Re: In-core regression tests for replication, cascading, archiving, PITR, etc. - Mailing list pgsql-hackers

From Amir Rohan
Subject Re: In-core regression tests for replication, cascading, archiving, PITR, etc.
Date
Msg-id trinity-b4a8035d-59af-4c42-a37e-258f0f28e44a-1443795007012@3capp-mailcom-lxa08
Whole thread Raw
Responses Re: In-core regression tests for replication, cascading, archiving, PITR, etc.
List pgsql-hackers
On 10/02/2015 03:33 PM, Michael Paquier wrote:

> Any server instances created during the tests should never use a
> user-defined port for portability. Hence using those ports as keys
> just made sense. We could have for example custom names, that have
> port values assigned to them, but that's actually an overkill and
> complicates the whole facility.
> 

Something like:
   global nPortsAssigned = 0;   AssignPort() -> return is_ok(nPortsAssigned++)

was what I used.

>> 2) Behaviour (paths in particular) is hardwired rather then overridable
>> defaults.
> 
> This is the case of all the TAP tests. We could always use the same
> base directory for all the nodes and then embed a sub-directory whose
> name is decided using the port number. But I am not really sure if
> that's a win.
> 

I understand, but it eliminates the kind of scenarios this convenience
package lets you express... conveniently.
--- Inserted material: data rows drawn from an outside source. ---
//! Action dispatch.
//!
//! Runs a classified [`Action`] against the session or the local shell and
//! writes whatever it produces. Every branch is independent; one line never
//! triggers more than one action.

use crate::classify::Action;
use crate::error::{Error, Result, StatementError};
use crate::render::{render, DisplayMode};
use crate::session::{ResultSet, Session};
use std::future::Future;
use std::io::Write;
use std::path::Path;
use std::time::Duration;
use tokio::process::Command;
use tracing::debug;

/// Whether the loop should keep reading input.
#[derive(Debug, Clone, Copy, PartialEq, Eq)]
pub enum Flow {
    Continue,
    Exit,
}

const HELP: &str = "\
Commands:
  select ...                        Run a query and show the rows
  insert|update|delete|truncate ... Run a statement and show affected rows
  create ... / drop ...             Run a schema statement
  desc <table>                      Show the columns of a table
  execute <file>                    Run the query stored in a file
  :<program> [args...]              Run a shell command
  \\x                                Toggle table/expanded display
  \\?                                Show this help
  exit, \\q                          Quit
";

/// Owns the session and the display mode for the lifetime of the loop.
pub struct Dispatcher<S> {
    session: S,
    mode: DisplayMode,
    timeout: Duration,
}

impl<S: Session> Dispatcher<S> {
    pub fn new(session: S, timeout: Duration) -> Self {
        Self {
            session,
            mode: DisplayMode::default(),
            timeout,
        }
    }

    /// Hand the session back, e.g. to close it.
    pub fn into_session(self) -> S {
        self.session
    }

    /// Run an action, reporting any failure as one line on `err`.
    pub async fn dispatch<O, E>(&mut self, action: Action, out: &mut O, err: &mut E) -> Flow
    where
        O: Write,
        E: Write,
    {
        match self.run(action, out).await {
            Ok(flow) => flow,
            Err(e) => {
                let _ = writeln!(err, "{e}");
                Flow::Continue
            }
        }
    }

    /// Run an action, returning failures to the caller.
    pub async fn run<O>(&mut self, action: Action, out: &mut O) -> Result<Flow>
    where
        O: Write,
    {
        debug!("Dispatching {:?}", action);
        match action {
            Action::Shell(argv) => {
                run_shell(&argv).await?;
            }
            Action::Query(sql) => {
                let result = self.query(&sql).await?;
                self.print(&result, out)?;
            }
            Action::Mutate(sql) => {
                let affected = self.execute(&sql).await?;
                writeln!(out, "RowsAffected: {affected}")?;
            }
            Action::Ddl { statement, kind } => {
                self.execute(&statement).await?;
                writeln!(out, "{}: success", kind.label())?;
            }
            Action::Describe(table) => {
                let sql = describe_query(&table)?;
                let result = self.query(&sql).await?;
                if result.is_empty() {
                    return Err(StatementError::Database(format!("no such table: {table}")).into());
                }
                self.print(&result, out)?;
            }
            Action::ExecuteFile(path) => {
                let sql = read_script(&path).await?;
                let result = self.query(&sql).await?;
                self.print(&result, out)?;
            }
            Action::Meta('x') => {
                self.mode = self.mode.toggled();
                writeln!(out, "Change Mode: {}", self.mode)?;
            }
            Action::Meta('?') => {
                write!(out, "{HELP}")?;
            }
            Action::Meta('q') | Action::Exit => return Ok(Flow::Exit),
            Action::Meta(c) => return Err(Error::UnknownMeta(c)),
            Action::Unrecognized(line) if line.is_empty() => {}
            Action::Unrecognized(line) => return Err(Error::Unrecognized(line)),
        }
        Ok(Flow::Continue)
    }

    fn print<O: Write>(&self, result: &ResultSet, out: &mut O) -> Result<()> {
        out.write_all(render(result, self.mode).as_bytes())?;
        out.flush()?;
        Ok(())
    }

    async fn query(&self, sql: &str) -> Result<ResultSet> {
        self.bounded(self.session.query(sql)).await
    }

    async fn execute(&self, sql: &str) -> Result<u64> {
        self.bounded(self.session.execute(sql)).await
    }

    /// Await a session call, cancelling it once the timeout elapses.
    async fn bounded<T>(
        &self,
        call: impl Future<Output = Result<T, StatementError>>,
    ) -> Result<T> {
        match tokio::time::timeout(self.timeout, call).await {
            Ok(result) => Ok(result?),
            Err(_) => {
                debug!("Statement exceeded {:?}, cancelling", self.timeout);
                self.session.cancel();
                Err(StatementError::Timeout(self.timeout).into())
            }
        }
    }
}

/// Run an external program with the terminal's stdio.
async fn run_shell(argv: &[String]) -> Result<()> {
    let Some((program, args)) = argv.split_first() else {
        return Ok(());
    };
    let status = Command::new(program)
        .args(args)
        .status()
        .await
        .map_err(|e| Error::Shell(format!("{program}: {e}")))?;
    if status.success() {
        Ok(())
    } else {
        Err(Error::Shell(format!("{program}: {status}")))
    }
}

/// Read a script file as a single statement.
async fn read_script(path: &Path) -> Result<String> {
    let contents = tokio::fs::read_to_string(path)
        .await
        .map_err(|source| Error::File {
            path: path.to_path_buf(),
            source,
        })?;
    Ok(contents.trim().to_string())
}

fn is_identifier(part: &str) -> bool {
    let mut chars = part.chars();
    chars.next().is_some_and(|c| c.is_ascii_alphabetic())
        && chars.all(|c| c.is_ascii_alphanumeric() || matches!(c, '_' | '$' | '#'))
}

/// Build the column listing query for `table` (`name` or `owner.name`).
///
/// An unqualified name is looked up in the session's current schema.
pub fn describe_query(table: &str) -> Result<String, StatementError> {
    let invalid = || StatementError::InvalidIdentifier(table.to_string());
    let (owner, name) = match table.split_once('.') {
        Some((owner, name)) => (Some(owner), name),
        None => (None, table),
    };
    if !is_identifier(name) || owner.is_some_and(|o| !is_identifier(o)) {
        return Err(invalid());
    }

    let owner_filter = match owner {
        Some(o) => format!("owner = UPPER('{o}')"),
        None => "owner = SYS_CONTEXT('USERENV', 'CURRENT_SCHEMA')".to_string(),
    };
    Ok(format!(
        "SELECT column_name, data_type, data_length, nullable \
         FROM all_tab_columns \
         WHERE {owner_filter} AND table_name = UPPER('{name}') \
         ORDER BY column_id"
    ))
}
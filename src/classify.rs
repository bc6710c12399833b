//! Input classification.
//!
//! Each submitted line maps to exactly one [`Action`]. Rules are tried in
//! order and the first pattern that matches decides the action, even when the
//! rule's builder rejects the captured text.

use regex::{Captures, Regex};
use std::path::PathBuf;
use std::sync::LazyLock;

/// Kind of schema statement, used for the success message.
#[derive(Debug, Clone, Copy, PartialEq, Eq)]
pub enum DdlKind {
    Create,
    Drop,
}

impl DdlKind {
    pub fn label(self) -> &'static str {
        match self {
            DdlKind::Create => "Create",
            DdlKind::Drop => "Drop",
        }
    }
}

/// What a line of input asks the client to do.
#[derive(Debug, Clone, PartialEq, Eq)]
pub enum Action {
    /// `:<program> <args...>`
    Shell(Vec<String>),
    /// `select ...`
    Query(String),
    /// `insert|update|delete|truncate ...`
    Mutate(String),
    /// `create ...` / `drop ...`
    Ddl { statement: String, kind: DdlKind },
    /// `desc <table>` / `describe <table>`
    Describe(String),
    /// `execute <file>`
    ExecuteFile(PathBuf),
    /// `\<c>`
    Meta(char),
    Exit,
    /// Anything else, trimmed. Empty for blank input.
    Unrecognized(String),
}

struct Rule {
    pattern: Regex,
    build: fn(&str, &Captures<'_>) -> Option<Action>,
}

impl Rule {
    fn new(pattern: &str, build: fn(&str, &Captures<'_>) -> Option<Action>) -> Self {
        Self {
            // Patterns are literals below; a bad one is caught by the tests.
            pattern: Regex::new(pattern).unwrap_or_else(|e| panic!("bad rule {pattern:?}: {e}")),
            build,
        }
    }
}

fn capture(caps: &Captures<'_>, group: usize) -> Option<String> {
    caps.get(group)
        .map(|m| m.as_str().trim())
        .filter(|s| !s.is_empty())
        .map(str::to_string)
}

static RULES: LazyLock<Vec<Rule>> = LazyLock::new(|| {
    vec![
        Rule::new(r"^:(.*)$", |_, caps| {
            let argv: Vec<String> = caps
                .get(1)
                .map(|m| m.as_str().split_whitespace().map(str::to_string).collect())
                .unwrap_or_default();
            (!argv.is_empty()).then_some(Action::Shell(argv))
        }),
        Rule::new(r"(?i)^select\s", |line, _| Some(Action::Query(line.to_string()))),
        Rule::new(r"(?i)^(insert|update|delete|truncate)\s", |line, _| {
            Some(Action::Mutate(line.to_string()))
        }),
        Rule::new(r"(?i)^create\s", |line, _| {
            Some(Action::Ddl {
                statement: line.to_string(),
                kind: DdlKind::Create,
            })
        }),
        Rule::new(r"(?i)^drop\s", |line, _| {
            Some(Action::Ddl {
                statement: line.to_string(),
                kind: DdlKind::Drop,
            })
        }),
        Rule::new(r"(?is)^desc(?:ribe)?\s+(.*)$", |_, caps| {
            capture(caps, 1).map(Action::Describe)
        }),
        Rule::new(r"(?is)^execute\s+(.*)$", |_, caps| {
            capture(caps, 1).map(|path| Action::ExecuteFile(PathBuf::from(path)))
        }),
        Rule::new(r"^\\(.)", |_, caps| {
            caps.get(1)
                .and_then(|m| m.as_str().chars().next())
                .map(Action::Meta)
        }),
        Rule::new(r"(?i)^exit$", |_, _| Some(Action::Exit)),
    ]
});

/// Classify one line of raw input.
///
/// Surrounding whitespace is ignored; statements are passed on trimmed.
pub fn classify(line: &str) -> Action {
    let line = line.trim();
    let unrecognized = || Action::Unrecognized(line.to_string());
    if line.is_empty() {
        return unrecognized();
    }

    RULES
        .iter()
        .find_map(|rule| {
            rule.pattern
                .captures(line)
                .map(|caps| (rule.build)(line, &caps).unwrap_or_else(unrecognized))
        })
        .unwrap_or_else(unrecognized)
}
>> This is exactly what I needed to test, problems:
>> 3) Can't stop server without clearing its testing data (the maps holding
>> paths and things). But that data might be specifically
>> needed, in particular the backup shouldn't disappear when the
>> server melts down or we have a very low-grade DBA on our hands.
> 
> OK, you have a point here. You may indeed want routines for to enable
> and disable a node completely decoupled from start and stop, with
> something like enable_node and disable_node that basically registers
> or unregisters it from the list of active nodes. I have updated the
> patch this way.
> 

Excellent.

>> 4) Port assignment relies on liveness checks on running servers.
>> If a server is shut down and a new instantiated, the port will get
>> reused, data will get trashed, and various confusing things can happen.
> 
> Right. The safest way to do that is to check in get_free_port if a
> port number is used by a registered node, and continue to loop in if
> that's the case. So done.
> 

That eliminates the "sweet and gentle" variant of the scenario, but it's
susceptible to the "ABA problem":
https://en.wikipedia.org/wiki/ABA_problem
https://youtu.be/CmxkPChOcvw?t=786

Granted, you have to try fairly hard to shoot yourself in the leg,
but since the solution is so simple, why not? If we never reuse ports
within a single test, this goes away.

>> 5) Servers are shutdown with -m 'immediate', which can lead to races
>> in the script when archiving is turned on. That may be good for some
>> tests, but there's no control over it.
> 
> I hesitated with fast here actually. So changed this way. We would
> want as wall a teardown command to stop the node with immediate and
> unregister the node from the active list.
> 

In particular, I was shutting down an archiving node and the archiving
was truncated. I *think* smart doesn't do this. But again, it's really
that the test writer can't easily override, not that the default is wrong.

>> Other issues:
>> 6. Directory structure, used one directory per thing but more logical
>> to place all things related to an instance under a single directory,
>> and name them according to role (57333_backup, and so on).
> 
> Er, well. The first version of the patch did so, and then I switched
> to an approach closer to what the existing TAP facility is doing. But
> well let's simplify things a bit.
> 

I know, I know, but:
1) an instance is a "thing" in your script, so having its associated
paraphernalia in one place makes more sense (maybe only to me).
2) That's often how folks (well, how I) arrange things in deployment,
at least with archive/backup as symlinks to the nas.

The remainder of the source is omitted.